In early June 2020, Kamby Lama Jampel Lodoy was diagnosed with COVID-19 during the COVID-19 pandemic in Russia. He had reportedly quarantined during the pandemic and taken precautions to limit his contact with others, but still contracted the coronavirus. Jampel Lodoy was admitted to Republican Infectious Diseases Hospital in Kyzyl on 10 June 2020, and placed on a ventilator in an induced coma for treatment. On 9 June 2020 the office of the Kamby Lama appealed to Russian Buddhists to prayer for his recovery and the recovery of all victims of the COVID-19 pandemic. They were joined by monks at the Drepung Gomang Monastery, where Jampel Lodoy had studied.

Kamby Lama Jampel Lodoy died from COVID-19 at Republican Infectious Diseases Hospital in Kyzyl, Tuva, on 23 June 2020, at the age of 44. Jampel Lodoy's death was announced in social media post by Sholban Kara-ool, the Head of the Republic of Tuva, who wrote, "I have received grave news. The Kamby Lama of the Republic of Tuva, honored Bashy Jampel Lodoy, has left us forever. This is a huge loss for our republic. He was supposed to turn only 45, he was so young." Kara-ool continued to pay tribute to the late Kamby Lama, calling him a "highly educated clergymen who knew how to convey the teachings of the Buddha to everyone and who offered help, support, and guidance to many people." He also reiterated the Buddhist belief that Kamby Lama would be reborn, saying, "We believe that if a person has led a virtuous life, then he will surely be reborn. I also believe this and think that thanks to his good deeds and the prayers of believers, the Kamby Lama of Tuva will return to us." Telo Tulku Rinpoche, the Honorary Representative of the Dalai Lama to Russia and Mongolia, as well as the former Shadzhin Lama (Supreme Lama) of Kalmykia, also expressed condolences, writing, "I was deeply saddened by the news of the passing of the Kamby Lama, who for many years selflessly served the Buddha's Teaching, cared for the spiritual development of people, and was a role model for many Buddhists.
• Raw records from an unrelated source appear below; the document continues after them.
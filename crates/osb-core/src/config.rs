use std::{
    env, fs,
    path::{Path, PathBuf},
};

use crate::{errors::Error, Result};

/// Daily report fire time, wall-clock UTC.
#[derive(Clone, Copy, Debug, PartialEq, Eq)]
pub struct FireTime {
    pub hour: u32,
    pub minute: u32,
}

impl FireTime {
    /// Parse `HH:MM` (24h).
    pub fn parse(raw: &str) -> Result<Self> {
        let Some((h, m)) = raw.trim().split_once(':') else {
            return Err(Error::Config(format!(
                "REPORT_TIME must be HH:MM, got {raw:?}"
            )));
        };
        let hour: u32 = h
            .trim()
            .parse()
            .map_err(|_| Error::Config(format!("invalid report hour: {h:?}")))?;
        let minute: u32 = m
            .trim()
            .parse()
            .map_err(|_| Error::Config(format!("invalid report minute: {m:?}")))?;
        if hour > 23 || minute > 59 {
            return Err(Error::Config(format!(
                "REPORT_TIME out of range: {hour:02}:{minute:02}"
            )));
        }
        Ok(Self { hour, minute })
    }
}

/// Typed configuration for the bot.
#[derive(Clone, Debug)]
pub struct Config {
    pub bot_token: String,
    /// The single privileged actor: may record sales, trigger ad-hoc
    /// reports, and broadcast.
    pub operator_id: i64,
    pub database_path: PathBuf,
    /// Daily report time in UTC (not process-local).
    pub report_time: FireTime,
    pub currency_symbol: String,
}

impl Config {
    pub fn load() -> Result<Self> {
        load_dotenv_if_present(Path::new(".env"));

        let bot_token = env_str("BOT_TOKEN").unwrap_or_default();
        if bot_token.trim().is_empty() {
            return Err(Error::Config(
                "BOT_TOKEN environment variable is required".to_string(),
            ));
        }

        let operator_id = env_i64("ADMIN_ID").ok_or_else(|| {
            Error::Config("ADMIN_ID environment variable is required".to_string())
        })?;
        if operator_id == 0 {
            return Err(Error::Config("ADMIN_ID must be non-zero".to_string()));
        }

        let database_path =
            PathBuf::from(env_str("DATABASE_PATH").unwrap_or("ott-sales.db".to_string()));

        // 21:00 UTC mirrors the original deployment's 9 PM report.
        let report_time = FireTime::parse(&env_str("REPORT_TIME").unwrap_or("21:00".to_string()))?;

        let currency_symbol = env_str("CURRENCY_SYMBOL")
            .and_then(non_empty)
            .unwrap_or("₹".to_string());

        Ok(Self {
            bot_token,
            operator_id,
            database_path,
            report_time,
            currency_symbol,
        })
    }
}

fn load_dotenv_if_present(path: &Path) {
    let Ok(contents) = fs::read_to_string(path) else {
        return;
    };

    for raw in contents.lines() {
        let line = raw.trim();
        if line.is_empty() || line.starts_with('#') {
            continue;
        }

        let Some((k, v)) = line.split_once('=') else {
            continue;
        };

        let key = k.trim();
        if key.is_empty() {
            continue;
        }
        if env::var_os(key).is_some() {
            continue; // do not override existing env
        }

        let mut val = v.trim().to_string();
        // Strip optional surrounding quotes.
        if val.len() >= 2
            && ((val.starts_with('"') && val.ends_with('"'))
                || (val.starts_with('\'') && val.ends_with('\'')))
        {
            val = val[1..val.len() - 1].to_string();
        }

        env::set_var(key, val);
    }
}

fn env_str(key: &str) -> Option<String> {
    env::var(key).ok()
}

fn env_i64(key: &str) -> Option<i64> {
    env_str(key).and_then(|s| s.trim().parse::<i64>().ok())
}

fn non_empty(s: String) -> Option<String> {
    if s.trim().is_empty() {
        None
    } else {
        Some(s)
    }
}
use crate::Result;

/// Initialize logging/tracing for the bot.
///
/// In "offline" sandbox builds we keep this as a no-op (feature disabled),
/// but the public API stays stable.
pub fn init(service_name: &str) -> Result<()> {
    let _ = service_name;

    #[cfg(feature = "tracing")]
    {
        use tracing_subscriber::{fmt, EnvFilter};

        // Default: info for our crates, warn for everything else.
        // Can be overridden with `RUST_LOG`.
        let filter = EnvFilter::try_from_default_env().unwrap_or_else(|_| {
            EnvFilter::new(format!("info,osb=info,osb_core=info,{service_name}=info"))
        });

        fmt()
            .with_env_filter(filter)
            .with_target(false)
            .with_ansi(true)
            .init();
    }

    Ok(())
}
I pray for his good rebirth and will always keep a memory of him and rejoice that he lived a life full of deep meaning."

Tuva declared 26 June 2020 as a republic-wide day of mourning following Kamby Lama's death. Tuvan flags were lowered to half staff and public recreational activities not already cancelled by the COVID-19 pandemic were called off for the day. A small funeral, with limited attendance due to the pandemic, was held in Kyzyl. Kamby Lama Jampel Lodoy was buried in his native Dzun-Khemchiksky District on 26 June 2020.
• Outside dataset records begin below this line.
//! First-contact onboarding: registry membership + one-time operator alert.

use std::sync::Arc;

use chrono::Utc;

use crate::{
    dispatch::Dispatcher,
    domain::{User, UserId},
    store::UserRegistry,
    Result,
};

pub struct OnboardingService {
    registry: Arc<dyn UserRegistry>,
    dispatcher: Arc<Dispatcher>,
    operator: UserId,
}

impl OnboardingService {
    pub fn new(registry: Arc<dyn UserRegistry>, dispatcher: Arc<Dispatcher>, operator: UserId) -> Self {
        Self {
            registry,
            dispatcher,
            operator,
        }
    }

    /// Ensure the user is registered. Returns `true` iff this was a first
    /// contact; in that case exactly one "new user" alert goes to the
    /// operator. The alert is best-effort: the registry write has already
    /// committed, so a delivery failure is logged and not propagated.
    pub async fn onboard(&self, id: UserId, username: Option<&str>) -> Result<bool> {
        let user = User {
            id,
            username: username.map(|s| s.to_string()),
            joined_at: Utc::now(),
        };

        let is_new = self.registry.insert_if_absent(&user).await?;
        if !is_new {
            return Ok(false);
        }

        let handle = match username {
            Some(name) => format!("@{name}"),
            None => "(no username)".to_string(),
        };
        let alert = format!("👤 New user started bot:\n\nID: {}\nUsername: {handle}", id.0);
        if let Err(e) = self.dispatcher.notify_one(self.operator, &alert).await {
            eprintln!("[ONBOARD] Failed to notify operator about {}: {e}", id.0);
        }

        Ok(true)
    }
}

#[cfg(test)]
mod tests {
    use super::*;
    use crate::dispatch::test_support::FakeNotifier;
    use crate::store::memory::MemoryStore;

    const OPERATOR: UserId = UserId(999);

    fn service(store: Arc<MemoryStore>, notifier: Arc<FakeNotifier>) -> OnboardingService {
        OnboardingService::new(store, Arc::new(Dispatcher::new(notifier)), OPERATOR)
    }

    #[tokio::test]
    async fn first_contact_registers_and_alerts_operator_once() {
        let store = Arc::new(MemoryStore::new());
        let notifier = Arc::new(FakeNotifier::default());
        let svc = service(store.clone(), notifier.clone());

        assert!(svc.onboard(UserId(1), Some("alice")).await.unwrap());
        assert!(!svc.onboard(UserId(1), Some("alice")).await.unwrap());

        assert_eq!(store.user_count().await, 1);

        let sent = notifier.sent.lock().await;
        assert_eq!(sent.len(), 1);
        assert_eq!(sent[0].0, OPERATOR.0);
        assert!(sent[0].1.contains("ID: 1"));
        assert!(sent[0].1.contains("@alice"));
    }

    #[tokio::test]
    async fn alert_failure_does_not_fail_onboarding() {
        let store = Arc::new(MemoryStore::new());
        let notifier = Arc::new(FakeNotifier::failing_for(&[OPERATOR.0]));
        let svc = service(store.clone(), notifier);

        assert!(svc.onboard(UserId(2), None).await.unwrap());
        assert_eq!(store.user_count().await, 1);
    }
}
In response to Kamby Lama Jampel Lodoy's death and the worsening COVID-19 pandemic in Tuva, the Tuvan government immediately suspended the Kyzyl city public transportation system on 23 June 2020. Tuva's Head of Government Sholban Kara-ool appealed to residents to take the pandemic seriously, noting that Jampel Lodoy was just 44 years old, "I once more want to remind our youth that this illness could be lethal for anyone. We see that this disease can be dangerous for anyone, even for young people." Tuva had more than 3,700 positive COVID-19 cases by late June 2020 and at least 39 deaths, including the Kamby Lama.

Following Jampel Lodoy's death, it was announced that Omak Bashky would temporarily assume the role of acting leader of Tuva's community Buddhist community until a new Kamby Lama is chosen. The 9th Kamby Lama, Gelek Natsyk-Dorju, was selected on 5 October 2020.